**WORK REQUIRED**. Using the entries that follow, write out the line containing "filename src/types/openai.rs", the line containing "pub const CONTINUE_SYSTEM_PROMPT: &str", and every line between them, exactly and nothing else.

◇ ◇ ◇ ◇ ◇

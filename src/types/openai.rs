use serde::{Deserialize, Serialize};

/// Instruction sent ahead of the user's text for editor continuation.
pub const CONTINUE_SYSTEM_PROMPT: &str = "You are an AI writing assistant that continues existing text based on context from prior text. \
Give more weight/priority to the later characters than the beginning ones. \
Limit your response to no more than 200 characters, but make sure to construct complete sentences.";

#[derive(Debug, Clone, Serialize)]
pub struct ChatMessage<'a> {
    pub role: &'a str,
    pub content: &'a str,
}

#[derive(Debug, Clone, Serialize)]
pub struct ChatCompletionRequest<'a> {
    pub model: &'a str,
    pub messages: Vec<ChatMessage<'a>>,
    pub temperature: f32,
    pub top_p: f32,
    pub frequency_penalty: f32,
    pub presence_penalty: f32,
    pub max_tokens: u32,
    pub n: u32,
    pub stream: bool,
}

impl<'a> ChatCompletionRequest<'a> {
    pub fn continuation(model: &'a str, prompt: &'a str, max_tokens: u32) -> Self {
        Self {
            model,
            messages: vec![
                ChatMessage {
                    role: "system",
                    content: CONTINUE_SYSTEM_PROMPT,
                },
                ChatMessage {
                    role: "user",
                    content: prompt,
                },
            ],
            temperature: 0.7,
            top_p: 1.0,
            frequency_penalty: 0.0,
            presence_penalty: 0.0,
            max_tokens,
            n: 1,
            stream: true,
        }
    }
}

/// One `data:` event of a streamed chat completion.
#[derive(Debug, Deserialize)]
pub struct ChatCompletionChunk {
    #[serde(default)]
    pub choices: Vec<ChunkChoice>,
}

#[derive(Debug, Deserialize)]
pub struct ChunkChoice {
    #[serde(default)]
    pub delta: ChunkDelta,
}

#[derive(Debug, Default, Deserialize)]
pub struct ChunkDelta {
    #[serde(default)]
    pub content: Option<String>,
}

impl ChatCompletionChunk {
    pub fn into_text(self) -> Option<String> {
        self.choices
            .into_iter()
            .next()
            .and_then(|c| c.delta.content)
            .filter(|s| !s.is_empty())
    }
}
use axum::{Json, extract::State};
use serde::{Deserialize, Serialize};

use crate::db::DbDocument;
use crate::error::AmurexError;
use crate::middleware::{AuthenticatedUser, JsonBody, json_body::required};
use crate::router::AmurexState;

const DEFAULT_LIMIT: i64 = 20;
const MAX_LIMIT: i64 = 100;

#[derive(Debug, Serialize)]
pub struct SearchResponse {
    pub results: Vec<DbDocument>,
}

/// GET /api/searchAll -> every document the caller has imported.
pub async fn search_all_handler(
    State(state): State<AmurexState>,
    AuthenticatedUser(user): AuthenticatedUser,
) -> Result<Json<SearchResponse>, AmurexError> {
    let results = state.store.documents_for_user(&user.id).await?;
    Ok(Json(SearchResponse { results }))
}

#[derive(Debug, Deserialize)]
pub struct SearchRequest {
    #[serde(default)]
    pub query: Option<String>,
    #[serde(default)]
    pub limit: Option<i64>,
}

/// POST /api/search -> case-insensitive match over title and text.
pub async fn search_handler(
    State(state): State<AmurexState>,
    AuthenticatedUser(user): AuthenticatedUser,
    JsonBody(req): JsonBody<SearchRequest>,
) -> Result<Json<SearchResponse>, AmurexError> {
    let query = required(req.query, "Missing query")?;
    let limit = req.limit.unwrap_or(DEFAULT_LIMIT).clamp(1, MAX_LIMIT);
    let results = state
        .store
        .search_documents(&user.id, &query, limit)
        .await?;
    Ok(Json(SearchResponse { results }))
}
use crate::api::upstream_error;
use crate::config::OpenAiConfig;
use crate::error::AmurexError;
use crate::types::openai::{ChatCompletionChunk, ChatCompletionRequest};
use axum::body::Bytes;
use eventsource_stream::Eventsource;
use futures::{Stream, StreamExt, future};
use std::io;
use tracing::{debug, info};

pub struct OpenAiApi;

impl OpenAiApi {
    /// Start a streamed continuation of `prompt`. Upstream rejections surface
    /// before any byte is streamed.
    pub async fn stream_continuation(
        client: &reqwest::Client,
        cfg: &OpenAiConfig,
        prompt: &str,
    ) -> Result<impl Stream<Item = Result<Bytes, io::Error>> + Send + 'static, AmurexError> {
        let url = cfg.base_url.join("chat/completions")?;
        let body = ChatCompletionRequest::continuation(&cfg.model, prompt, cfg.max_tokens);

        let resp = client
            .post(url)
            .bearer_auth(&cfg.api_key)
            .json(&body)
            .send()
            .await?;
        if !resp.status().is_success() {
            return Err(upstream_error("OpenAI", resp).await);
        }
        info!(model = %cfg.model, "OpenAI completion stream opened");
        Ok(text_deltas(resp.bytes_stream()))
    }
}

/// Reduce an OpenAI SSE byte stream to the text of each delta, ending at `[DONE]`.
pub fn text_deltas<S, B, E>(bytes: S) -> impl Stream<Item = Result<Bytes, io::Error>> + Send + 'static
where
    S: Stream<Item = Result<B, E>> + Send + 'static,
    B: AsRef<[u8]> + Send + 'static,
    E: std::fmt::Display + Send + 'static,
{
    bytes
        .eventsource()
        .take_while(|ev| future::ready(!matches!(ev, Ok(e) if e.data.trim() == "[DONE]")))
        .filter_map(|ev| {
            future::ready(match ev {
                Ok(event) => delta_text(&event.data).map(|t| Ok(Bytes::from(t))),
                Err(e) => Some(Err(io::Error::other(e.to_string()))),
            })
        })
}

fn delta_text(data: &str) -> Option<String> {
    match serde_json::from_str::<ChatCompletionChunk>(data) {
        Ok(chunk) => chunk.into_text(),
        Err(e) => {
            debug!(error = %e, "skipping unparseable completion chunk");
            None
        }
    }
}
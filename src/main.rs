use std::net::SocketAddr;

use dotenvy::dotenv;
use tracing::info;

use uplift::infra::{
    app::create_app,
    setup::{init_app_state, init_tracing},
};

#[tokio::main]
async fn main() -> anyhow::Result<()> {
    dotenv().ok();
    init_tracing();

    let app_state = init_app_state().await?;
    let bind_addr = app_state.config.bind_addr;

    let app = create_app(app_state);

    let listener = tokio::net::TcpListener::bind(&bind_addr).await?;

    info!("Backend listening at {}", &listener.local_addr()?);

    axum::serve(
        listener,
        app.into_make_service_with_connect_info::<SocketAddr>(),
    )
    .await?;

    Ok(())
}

◇ ◇ ◇ ◇ ◇

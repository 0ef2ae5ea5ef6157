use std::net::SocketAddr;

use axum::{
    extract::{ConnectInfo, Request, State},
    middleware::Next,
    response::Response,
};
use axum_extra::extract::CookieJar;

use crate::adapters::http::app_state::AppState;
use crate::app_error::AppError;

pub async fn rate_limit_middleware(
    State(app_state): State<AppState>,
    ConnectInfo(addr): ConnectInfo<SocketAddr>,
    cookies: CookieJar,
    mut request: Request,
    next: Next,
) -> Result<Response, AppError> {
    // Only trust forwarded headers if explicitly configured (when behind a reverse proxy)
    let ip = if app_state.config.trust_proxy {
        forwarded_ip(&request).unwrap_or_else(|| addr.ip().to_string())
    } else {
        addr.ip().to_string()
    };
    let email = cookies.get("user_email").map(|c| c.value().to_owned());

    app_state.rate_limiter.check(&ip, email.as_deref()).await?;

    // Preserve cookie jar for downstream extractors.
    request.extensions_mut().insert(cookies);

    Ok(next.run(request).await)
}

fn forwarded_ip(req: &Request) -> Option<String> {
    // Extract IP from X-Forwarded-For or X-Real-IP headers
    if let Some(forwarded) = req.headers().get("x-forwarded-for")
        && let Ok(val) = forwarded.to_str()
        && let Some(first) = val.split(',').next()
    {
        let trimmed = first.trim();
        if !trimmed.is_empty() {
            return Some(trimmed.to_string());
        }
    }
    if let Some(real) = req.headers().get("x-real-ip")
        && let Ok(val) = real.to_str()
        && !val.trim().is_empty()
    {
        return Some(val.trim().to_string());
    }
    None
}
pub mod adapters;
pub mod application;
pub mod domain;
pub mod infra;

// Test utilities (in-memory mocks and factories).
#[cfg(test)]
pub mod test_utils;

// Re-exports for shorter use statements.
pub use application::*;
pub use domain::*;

◇ ◇ ◇ ◇ ◇

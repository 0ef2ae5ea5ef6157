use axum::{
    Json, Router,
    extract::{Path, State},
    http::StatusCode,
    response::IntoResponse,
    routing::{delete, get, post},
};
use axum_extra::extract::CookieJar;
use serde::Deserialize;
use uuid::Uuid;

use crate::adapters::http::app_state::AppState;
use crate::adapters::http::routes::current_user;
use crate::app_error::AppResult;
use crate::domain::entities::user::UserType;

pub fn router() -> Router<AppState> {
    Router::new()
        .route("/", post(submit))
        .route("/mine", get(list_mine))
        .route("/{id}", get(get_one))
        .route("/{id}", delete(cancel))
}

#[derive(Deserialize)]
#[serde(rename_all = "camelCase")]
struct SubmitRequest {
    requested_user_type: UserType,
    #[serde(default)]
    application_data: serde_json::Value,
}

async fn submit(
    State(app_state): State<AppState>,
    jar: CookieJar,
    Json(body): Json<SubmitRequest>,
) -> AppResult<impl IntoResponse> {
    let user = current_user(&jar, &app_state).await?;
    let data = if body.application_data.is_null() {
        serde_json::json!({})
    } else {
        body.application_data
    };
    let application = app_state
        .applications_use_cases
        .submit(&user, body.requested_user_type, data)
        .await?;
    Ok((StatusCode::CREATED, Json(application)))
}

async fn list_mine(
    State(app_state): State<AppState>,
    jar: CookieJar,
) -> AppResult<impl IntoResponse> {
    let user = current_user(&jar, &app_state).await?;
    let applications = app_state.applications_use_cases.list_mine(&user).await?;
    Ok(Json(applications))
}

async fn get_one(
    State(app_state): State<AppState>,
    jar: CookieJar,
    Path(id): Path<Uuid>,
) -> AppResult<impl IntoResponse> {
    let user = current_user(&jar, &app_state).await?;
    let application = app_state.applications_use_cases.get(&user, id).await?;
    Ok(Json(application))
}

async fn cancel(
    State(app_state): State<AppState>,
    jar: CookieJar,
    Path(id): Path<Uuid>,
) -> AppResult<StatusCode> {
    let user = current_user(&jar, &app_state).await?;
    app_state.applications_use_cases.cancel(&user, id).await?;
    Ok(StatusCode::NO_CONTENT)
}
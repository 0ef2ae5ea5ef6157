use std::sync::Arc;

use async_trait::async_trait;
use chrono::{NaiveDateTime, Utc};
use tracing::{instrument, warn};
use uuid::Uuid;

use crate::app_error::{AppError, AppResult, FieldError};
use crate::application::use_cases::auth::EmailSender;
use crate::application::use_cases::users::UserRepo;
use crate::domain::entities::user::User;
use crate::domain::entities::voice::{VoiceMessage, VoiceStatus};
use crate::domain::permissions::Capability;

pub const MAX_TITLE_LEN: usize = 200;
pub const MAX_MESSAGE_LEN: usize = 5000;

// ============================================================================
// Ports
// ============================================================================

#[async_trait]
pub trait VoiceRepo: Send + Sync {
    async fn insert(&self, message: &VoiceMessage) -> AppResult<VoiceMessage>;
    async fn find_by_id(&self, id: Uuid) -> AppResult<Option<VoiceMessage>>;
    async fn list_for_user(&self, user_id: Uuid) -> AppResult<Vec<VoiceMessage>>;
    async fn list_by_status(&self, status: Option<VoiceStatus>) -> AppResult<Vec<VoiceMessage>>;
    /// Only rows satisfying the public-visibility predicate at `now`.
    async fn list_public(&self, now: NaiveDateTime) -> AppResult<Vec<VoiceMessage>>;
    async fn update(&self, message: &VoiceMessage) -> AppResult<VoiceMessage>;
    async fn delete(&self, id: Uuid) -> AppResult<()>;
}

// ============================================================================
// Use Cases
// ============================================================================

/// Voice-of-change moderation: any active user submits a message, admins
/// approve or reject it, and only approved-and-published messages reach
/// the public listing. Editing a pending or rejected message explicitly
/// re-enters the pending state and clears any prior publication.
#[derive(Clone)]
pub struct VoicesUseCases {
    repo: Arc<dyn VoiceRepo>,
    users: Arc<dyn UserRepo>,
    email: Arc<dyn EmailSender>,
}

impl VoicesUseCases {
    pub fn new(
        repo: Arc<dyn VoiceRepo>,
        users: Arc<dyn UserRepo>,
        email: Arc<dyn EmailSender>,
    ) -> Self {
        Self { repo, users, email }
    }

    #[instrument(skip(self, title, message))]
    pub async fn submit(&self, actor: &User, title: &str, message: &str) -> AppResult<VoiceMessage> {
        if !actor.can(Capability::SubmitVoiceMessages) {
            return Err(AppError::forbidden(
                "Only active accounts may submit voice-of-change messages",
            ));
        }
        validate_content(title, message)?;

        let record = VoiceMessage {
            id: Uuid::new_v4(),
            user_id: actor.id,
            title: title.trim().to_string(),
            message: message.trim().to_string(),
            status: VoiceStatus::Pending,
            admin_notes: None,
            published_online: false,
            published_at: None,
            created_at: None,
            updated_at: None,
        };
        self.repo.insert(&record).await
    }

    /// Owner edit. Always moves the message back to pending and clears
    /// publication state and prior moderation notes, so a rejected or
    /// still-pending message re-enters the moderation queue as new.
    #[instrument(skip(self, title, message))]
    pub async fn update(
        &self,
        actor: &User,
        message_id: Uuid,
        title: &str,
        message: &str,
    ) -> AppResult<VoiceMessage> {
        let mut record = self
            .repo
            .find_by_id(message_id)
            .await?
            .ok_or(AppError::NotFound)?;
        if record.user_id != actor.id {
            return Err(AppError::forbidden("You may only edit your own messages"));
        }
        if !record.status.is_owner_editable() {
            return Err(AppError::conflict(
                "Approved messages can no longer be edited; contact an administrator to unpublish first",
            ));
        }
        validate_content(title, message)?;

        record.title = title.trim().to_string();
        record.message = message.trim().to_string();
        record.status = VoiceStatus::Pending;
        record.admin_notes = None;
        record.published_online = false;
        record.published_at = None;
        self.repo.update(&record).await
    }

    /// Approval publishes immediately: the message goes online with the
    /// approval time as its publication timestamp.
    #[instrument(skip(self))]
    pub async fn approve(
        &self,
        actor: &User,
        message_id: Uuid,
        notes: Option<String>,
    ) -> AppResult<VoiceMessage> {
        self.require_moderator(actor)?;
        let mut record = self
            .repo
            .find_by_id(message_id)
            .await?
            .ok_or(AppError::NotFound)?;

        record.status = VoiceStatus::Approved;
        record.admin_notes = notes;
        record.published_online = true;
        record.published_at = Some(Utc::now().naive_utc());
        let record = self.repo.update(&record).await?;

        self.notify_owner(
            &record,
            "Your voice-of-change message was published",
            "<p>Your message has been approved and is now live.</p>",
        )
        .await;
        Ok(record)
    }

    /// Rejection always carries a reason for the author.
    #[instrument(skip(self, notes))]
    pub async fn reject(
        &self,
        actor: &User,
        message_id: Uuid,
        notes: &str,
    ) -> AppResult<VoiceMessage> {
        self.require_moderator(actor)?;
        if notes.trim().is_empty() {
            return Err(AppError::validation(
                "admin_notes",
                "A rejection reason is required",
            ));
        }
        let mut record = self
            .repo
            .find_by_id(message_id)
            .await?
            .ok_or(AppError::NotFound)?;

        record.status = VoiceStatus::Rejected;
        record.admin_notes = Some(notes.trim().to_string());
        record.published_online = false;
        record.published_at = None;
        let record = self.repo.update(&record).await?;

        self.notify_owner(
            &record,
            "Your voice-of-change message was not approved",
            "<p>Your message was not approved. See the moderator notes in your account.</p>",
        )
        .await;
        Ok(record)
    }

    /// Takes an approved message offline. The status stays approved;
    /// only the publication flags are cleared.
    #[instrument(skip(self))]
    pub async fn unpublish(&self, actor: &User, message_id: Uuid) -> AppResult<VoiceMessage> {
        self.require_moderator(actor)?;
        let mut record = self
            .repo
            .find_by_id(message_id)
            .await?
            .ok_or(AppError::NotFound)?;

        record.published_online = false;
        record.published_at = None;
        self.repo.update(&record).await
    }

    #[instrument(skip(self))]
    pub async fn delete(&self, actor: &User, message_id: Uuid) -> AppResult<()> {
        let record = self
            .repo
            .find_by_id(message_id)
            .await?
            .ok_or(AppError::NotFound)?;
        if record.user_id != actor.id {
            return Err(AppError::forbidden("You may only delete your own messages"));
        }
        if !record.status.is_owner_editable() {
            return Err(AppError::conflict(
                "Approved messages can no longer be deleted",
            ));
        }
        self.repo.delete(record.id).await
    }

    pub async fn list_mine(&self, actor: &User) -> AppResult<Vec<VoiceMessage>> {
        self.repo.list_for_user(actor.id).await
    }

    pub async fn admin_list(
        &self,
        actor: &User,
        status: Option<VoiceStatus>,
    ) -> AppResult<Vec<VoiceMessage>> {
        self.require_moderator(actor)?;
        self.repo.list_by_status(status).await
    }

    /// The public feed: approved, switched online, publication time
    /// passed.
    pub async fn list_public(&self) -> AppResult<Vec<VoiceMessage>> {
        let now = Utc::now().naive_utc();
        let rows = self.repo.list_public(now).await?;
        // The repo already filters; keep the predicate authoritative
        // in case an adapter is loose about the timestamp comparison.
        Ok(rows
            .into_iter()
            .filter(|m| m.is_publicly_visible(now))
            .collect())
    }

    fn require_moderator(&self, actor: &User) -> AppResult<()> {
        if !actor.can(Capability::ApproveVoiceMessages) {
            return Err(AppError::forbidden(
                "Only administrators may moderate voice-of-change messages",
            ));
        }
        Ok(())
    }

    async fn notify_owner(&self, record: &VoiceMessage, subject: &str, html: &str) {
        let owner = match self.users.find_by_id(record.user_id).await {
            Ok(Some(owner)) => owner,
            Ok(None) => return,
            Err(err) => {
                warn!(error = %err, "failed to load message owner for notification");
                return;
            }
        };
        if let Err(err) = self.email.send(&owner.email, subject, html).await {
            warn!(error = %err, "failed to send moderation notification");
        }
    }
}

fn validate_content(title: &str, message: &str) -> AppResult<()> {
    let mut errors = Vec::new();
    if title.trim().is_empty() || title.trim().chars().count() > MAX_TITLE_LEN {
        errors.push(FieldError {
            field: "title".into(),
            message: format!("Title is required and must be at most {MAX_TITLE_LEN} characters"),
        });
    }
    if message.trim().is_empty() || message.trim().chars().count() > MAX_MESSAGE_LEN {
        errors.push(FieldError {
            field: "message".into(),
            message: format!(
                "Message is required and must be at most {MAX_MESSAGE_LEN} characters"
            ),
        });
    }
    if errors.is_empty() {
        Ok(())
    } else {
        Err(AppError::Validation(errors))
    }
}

◇ ◇ ◇ ◇ ◇

**SOLUTION TO THIS PROBLEM**.
filename src/types/openai.rs
use serde::{Deserialize, Serialize};

/// Instruction sent ahead of the user's text for editor continuation.
pub const CONTINUE_SYSTEM_PROMPT: &str = "You are an AI writing assistant that continues existing text based on context from prior text. \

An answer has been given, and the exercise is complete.